Your answer should consist of the lines in the data below that contain "else".

Extracted data entries
+ + + + + + +
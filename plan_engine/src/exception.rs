// Exception propagation: spec section 4.5.3.
//
// Grounded on `graph::InnerGraph::invalidate_from_roots`'s shape of staging a
// predicate-selected id set and then acting on it, generalized here from
// "invalidate everything downstream" to "walk dependency ancestors offering
// each a chance to handle, synthesizing ChildFailed/MissionFailed/
// PermanentTaskError for whatever is still fatal once the walk ends".
//
// A handler consuming the exception stops the walk only on its own branch: the
// task that handled it is left out of `affected` and its own parents are never
// enqueued, but a sibling branch already queued (a different parent of a
// shared descendant, at a diamond) keeps walking independently. `visited`
// still guards against revisiting the same task from two branches at once.

use fnv::FnvHashSet;
use plan::{GeneratorKind, HandlerOutcome};
use plan_errors::{ExceptionKind, LocalizedError, Origin, TaskId};

use crate::Engine;

/// A raised exception anchored at its origin, with the ancestor chain walked
/// while looking for a handler and the tasks a still-fatal exception affects
/// (the origin task plus every ancestor offered a chance to handle it).
#[derive(Clone, Debug)]
pub struct ExecutionException {
    pub exception: ExceptionKind,
    pub origin: Origin,
    pub trace: Vec<Origin>,
    pub affected_tasks: Vec<TaskId>,
}

pub(crate) fn propagate(engine: &mut Engine, raw: Vec<LocalizedError>) -> Vec<ExecutionException> {
    let mut fatal = Vec::new();
    for err in raw {
        if let Some(exc) = propagate_one(engine, err) {
            synthesize(engine, &exc, &mut fatal);
            fatal.push(exc);
        }
    }
    fatal
}

fn owning_task(engine: &Engine, origin: Origin) -> Option<TaskId> {
    match origin {
        Origin::Task(t) => Some(t),
        Origin::Event(e) => engine.plan.events.get(e.0).and_then(|gen| match gen.kind {
            GeneratorKind::TaskOwned(t) => Some(t),
            GeneratorKind::Free => None,
        }),
    }
}

fn direct_parents(engine: &Engine, task: TaskId) -> Vec<TaskId> {
    engine
        .plan
        .dependency
        .edges()
        .filter(|(_, d, _)| *d == task)
        .map(|(s, _, _)| s)
        .collect()
}

/// Walks from the origin task up through its dependency parents, offering
/// each a chance to handle the exception, closest first. Returns `None` once
/// any task on the walk (or the plan-level fallback) handles it.
fn propagate_one(engine: &mut Engine, err: LocalizedError) -> Option<ExecutionException> {
    let mut exc = ExecutionException {
        exception: err.kind.clone(),
        origin: err.origin,
        trace: vec![err.origin],
        affected_tasks: Vec::new(),
    };

    let Some(origin_task) = owning_task(engine, err.origin) else {
        return handled_by_plan(engine, exc.exception.clone()).then_some(exc);
    };

    let mut visited = FnvHashSet::default();
    let mut frontier = vec![origin_task];
    let mut affected = Vec::new();
    while let Some(current) = frontier.pop() {
        if !visited.insert(current) {
            continue;
        }
        let handled = engine
            .plan
            .tasks
            .get_mut(current.0)
            .map(|task| task.handle_exception(&exc.exception) == HandlerOutcome::Handled)
            .unwrap_or(false);
        if handled {
            continue;
        }
        affected.push(current);
        if current != origin_task {
            exc.trace.push(Origin::Task(current));
        }
        frontier.extend(direct_parents(engine, current));
    }

    if affected.is_empty() || handled_by_plan(engine, exc.exception.clone()) {
        return None;
    }

    exc.affected_tasks = affected;
    Some(exc)
}

fn handled_by_plan(engine: &mut Engine, exception: ExceptionKind) -> bool {
    engine.plan.handle_exception(&exception) == HandlerOutcome::Handled
}

/// Synthesizes the `ChildFailed`/`MissionFailed`/`PermanentTaskError`
/// exceptions section 4.5.3 says a still-fatal exception generates once it
/// reaches the tasks it transitively affects.
fn synthesize(engine: &Engine, exc: &ExecutionException, fatal: &mut Vec<ExecutionException>) {
    let Some(&origin_task) = exc.affected_tasks.first() else {
        return;
    };
    for &task in &exc.affected_tasks {
        if task != origin_task {
            fatal.push(ExecutionException {
                exception: ExceptionKind::ChildFailed { child: origin_task },
                origin: Origin::Task(task),
                trace: vec![Origin::Task(task)],
                affected_tasks: vec![task],
            });
        }
        if engine.plan.missions.contains(&task) {
            fatal.push(ExecutionException {
                exception: ExceptionKind::MissionFailed,
                origin: Origin::Task(task),
                trace: vec![Origin::Task(task)],
                affected_tasks: vec![task],
            });
        }
        if engine.plan.permanents.contains(&task) {
            fatal.push(ExecutionException {
                exception: ExceptionKind::PermanentTaskError,
                origin: Origin::Task(task),
                trace: vec![Origin::Task(task)],
                affected_tasks: vec![task],
            });
        }
    }
}

#[cfg(test)]
mod tests {
    use super::*;
    use plan::{Plan, TaskModel};
    use plan_errors::CodeError;
    use task_executor::Executor;

    fn task_model() -> std::rc::Rc<TaskModel> {
        let mut model = TaskModel::new("Job");
        model.declare_event("start", true, false);
        model.declare_event("stop", true, true);
        std::rc::Rc::new(model)
    }

    fn test_engine() -> Engine {
        Engine::new(Plan::new(), Executor::new_owned(1, 2).unwrap(), crate::EngineConfig::default())
    }

    #[test]
    fn unhandled_exception_on_a_mission_synthesizes_mission_failed() {
        let mut engine = test_engine();
        let m = engine.plan.add_mission_task(task_model());
        let err = LocalizedError::new(Origin::Task(m), ExceptionKind::Code(CodeError::new("boom")));
        let fatal = propagate(&mut engine, vec![err]);
        assert!(fatal.iter().any(|e| matches!(e.exception, ExceptionKind::MissionFailed)));
    }

    #[test]
    fn a_handling_task_stops_propagation_before_mission_failed_fires() {
        let mut engine = test_engine();
        let m = engine.plan.add_mission_task(task_model());
        let c = engine.plan.add_task(task_model());
        engine.plan.dependency.link(m, c, Default::default()).unwrap();
        engine.plan.tasks.get_mut(c.0).unwrap().exception_handlers.push(plan::ExceptionHandler {
            matches: Box::new(|_| true),
            callback: Box::new(|_| HandlerOutcome::Handled),
        });
        let err = LocalizedError::new(Origin::Task(c), ExceptionKind::Code(CodeError::new("boom")));
        let fatal = propagate(&mut engine, vec![err]);
        assert!(fatal.is_empty());
    }

    #[test]
    fn dependency_parent_of_a_failing_child_gets_child_failed() {
        let mut engine = test_engine();
        let parent = engine.plan.add_task(task_model());
        let child = engine.plan.add_task(task_model());
        engine.plan.dependency.link(parent, child, Default::default()).unwrap();
        let err = LocalizedError::new(Origin::Task(child), ExceptionKind::Code(CodeError::new("boom")));
        let fatal = propagate(&mut engine, vec![err]);
        assert!(fatal
            .iter()
            .any(|e| e.origin == Origin::Task(parent) && matches!(e.exception, ExceptionKind::ChildFailed { child: c } if c == child)));
    }

    /// Diamond: `left` and `right` both depend on the failing `leaf`, and
    /// `root` (a mission) depends on both. `left` has a handler that
    /// consumes the exception; `right` does not. `root` is still reachable
    /// through `right`, so `MissionFailed` must still fire for it even
    /// though `left`'s branch swallowed the exception.
    #[test]
    fn a_handler_on_one_branch_does_not_suppress_a_sibling_branch_at_a_diamond() {
        let mut engine = test_engine();
        let leaf = engine.plan.add_task(task_model());
        let left = engine.plan.add_task(task_model());
        let right = engine.plan.add_task(task_model());
        let root = engine.plan.add_mission_task(task_model());
        engine.plan.dependency.link(left, leaf, Default::default()).unwrap();
        engine.plan.dependency.link(right, leaf, Default::default()).unwrap();
        engine.plan.dependency.link(root, left, Default::default()).unwrap();
        engine.plan.dependency.link(root, right, Default::default()).unwrap();
        engine.plan.tasks.get_mut(left.0).unwrap().exception_handlers.push(plan::ExceptionHandler {
            matches: Box::new(|_| true),
            callback: Box::new(|_| HandlerOutcome::Handled),
        });

        let err = LocalizedError::new(Origin::Task(leaf), ExceptionKind::Code(CodeError::new("boom")));
        let fatal = propagate(&mut engine, vec![err]);

        assert!(fatal.iter().any(|e| matches!(e.exception, ExceptionKind::MissionFailed)));
        assert!(fatal
            .iter()
            .any(|e| e.origin == Origin::Task(root) && matches!(e.exception, ExceptionKind::ChildFailed { child } if child == leaf)));
    }
}
// Event generators: section 4.2. `EventGenerator` holds the data an
// occurrence needs (history, unreachability, handlers); the drive logic that
// decides *when* a generator's command/emission actually runs lives in
// `plan_engine::Cycle`, which implements `PropagationSink`.
//
// Grounded on `graph::entry::EntryState`: a mutex-guarded NotStarted/Running/
// Completed enum there becomes, here, a plain (non-mutex, single-owner)
// history + unreachable flag, since this crate's structures are only ever
// touched from the engine thread.

use fnv::FnvHashSet;

use crate::{Context, PlanResult, PropagationSink};
use plan_errors::{EventId, ExceptionKind, TaskId};

/// Static shape of a declared event: its name and flags, independent of any
/// particular task instance (`model :name, controllable:, terminal:` in
/// section 6's task model API).
#[derive(Clone, Debug)]
pub struct EventModel {
    pub name: String,
    pub controllable: bool,
    pub terminal: bool,
}

#[derive(Clone, Copy, Debug, Eq, PartialEq)]
pub enum GeneratorKind {
    Free,
    TaskOwned(TaskId),
}

#[derive(Clone, Debug)]
pub struct Occurrence {
    pub step_id: u64,
    pub context: Context,
    pub sources: Vec<EventId>,
}

/// A command attached to a controllable generator. Receives the merged
/// context for this dispatch and a sink to enqueue any emissions it performs.
pub type Command = Box<dyn FnMut(&Context, &mut dyn PropagationSink) -> PlanResult<()>>;

/// A handler registered via `on(event)`. Runs synchronously once the
/// generator's emission for this dispatch has been recorded.
pub type Handler = Box<dyn FnMut(&Occurrence, &mut dyn PropagationSink)>;

pub type WhenUnreachable = Box<dyn FnOnce(Option<&str>)>;

/// Payload carried on `signal` relation edges: an optional propagation delay,
/// per section 4.5.5's `delay` on a signal.
#[derive(Clone, Copy, Debug, Default, PartialEq)]
pub struct SignalInfo {
    pub delay: Option<std::time::Duration>,
}

#[derive(Debug)]
pub enum CompositeKind {
    /// Emits once every member of `sources` has emitted since the last reset.
    And {
        sources: Vec<EventId>,
        satisfied: FnvHashSet<EventId>,
    },
    /// Emits on the first emission of any member of `sources`, once per reset.
    Or {
        sources: Vec<EventId>,
        fired: bool,
        unreachable_sources: FnvHashSet<EventId>,
    },
}

pub struct EventGenerator {
    pub name: String,
    pub kind: GeneratorKind,
    pub terminal: bool,
    pub command: Option<Command>,
    pub history: Vec<Occurrence>,
    pub unreachable: Option<String>,
    pub handlers: Vec<Handler>,
    pub when_unreachable: Vec<WhenUnreachable>,
    pub composite: Option<CompositeKind>,
}

impl EventGenerator {
    pub fn new(name: impl Into<String>, kind: GeneratorKind, terminal: bool) -> Self {
        EventGenerator {
            name: name.into(),
            kind,
            terminal,
            command: None,
            history: Vec::new(),
            unreachable: None,
            handlers: Vec::new(),
            when_unreachable: Vec::new(),
            composite: None,
        }
    }

    pub fn controllable(&self) -> bool {
        self.command.is_some()
    }

    pub fn emitted(&self) -> bool {
        !self.history.is_empty()
    }

    pub fn last_occurrence(&self) -> Option<&Occurrence> {
        self.history.last()
    }

    pub fn is_unreachable(&self) -> bool {
        self.unreachable.is_some()
    }

    /// Records an emission. Callers (the engine's dispatch loop) are
    /// responsible for having already checked `executable`.
    pub fn record_emission(&mut self, step_id: u64, context: Context, sources: Vec<EventId>) {
        self.history.push(Occurrence {
            step_id,
            context,
            sources,
        });
    }

    pub fn run_command(
        &mut self,
        context: &Context,
        sink: &mut dyn PropagationSink,
    ) -> PlanResult<()> {
        match self.command.as_mut() {
            Some(cmd) => cmd(context, sink),
            None => Err(ExceptionKind::EventNotControllable(dummy_id())),
        }
    }

    /// Runs every registered `on(event)` handler with this dispatch's
    /// occurrence. Handler panics are not caught here; the engine wraps each
    /// call so a panicking handler becomes an `EventHandlerError` instead of
    /// unwinding the cycle.
    pub fn run_handlers(&mut self, occurrence: &Occurrence, sink: &mut dyn PropagationSink) {
        for handler in self.handlers.iter_mut() {
            handler(occurrence, sink);
        }
    }

    /// Marks the generator unreachable and fires every one-shot
    /// `when_unreachable` callback. Idempotent: a generator already
    /// unreachable keeps its original reason.
    pub fn mark_unreachable(&mut self, reason: Option<String>) {
        if self.unreachable.is_some() {
            return;
        }
        self.unreachable = Some(reason.clone().unwrap_or_default());
        for cb in self.when_unreachable.drain(..) {
            cb(reason.as_deref());
        }
    }

    pub fn when_unreachable(&mut self, cb: WhenUnreachable) {
        if let Some(reason) = &self.unreachable {
            cb(Some(reason));
        } else {
            self.when_unreachable.push(cb);
        }
    }

    /// Resets an And/Or composite's emission-tracking state so it can emit
    /// again on a subsequent round of source emissions.
    pub fn reset_composite(&mut self) {
        match &mut self.composite {
            Some(CompositeKind::And { satisfied, .. }) => satisfied.clear(),
            Some(CompositeKind::Or { fired, .. }) => *fired = false,
            None => {}
        }
    }

    /// Builds a free `AndGenerator` (testable property 5): it emits once
    /// every member of `sources` has emitted since the last reset.
    pub fn new_and(name: impl Into<String>, sources: Vec<EventId>, terminal: bool) -> Self {
        let mut gen = EventGenerator::new(name, GeneratorKind::Free, terminal);
        gen.composite = Some(CompositeKind::And {
            sources,
            satisfied: FnvHashSet::default(),
        });
        gen
    }

    /// Builds a free `OrGenerator`: it emits on the first emission of any
    /// member of `sources`, and not again until reset.
    pub fn new_or(name: impl Into<String>, sources: Vec<EventId>, terminal: bool) -> Self {
        let mut gen = EventGenerator::new(name, GeneratorKind::Free, terminal);
        gen.composite = Some(CompositeKind::Or {
            sources,
            fired: false,
            unreachable_sources: FnvHashSet::default(),
        });
        gen
    }
}

/// A placeholder id used only to populate `EventNotControllable`'s payload
/// when the generator's own id is not in scope at the call site; the engine
/// always substitutes the real id before surfacing the error to callers.
fn dummy_id() -> EventId {
    EventId(u32::MAX)
}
+ + + + + + +
• [RESPONSE BELOW]
    let Some(origin_task) = owning_task(engine, err.origin) else {
    let Some(&origin_task) = exc.affected_tasks.first() else {
        } else {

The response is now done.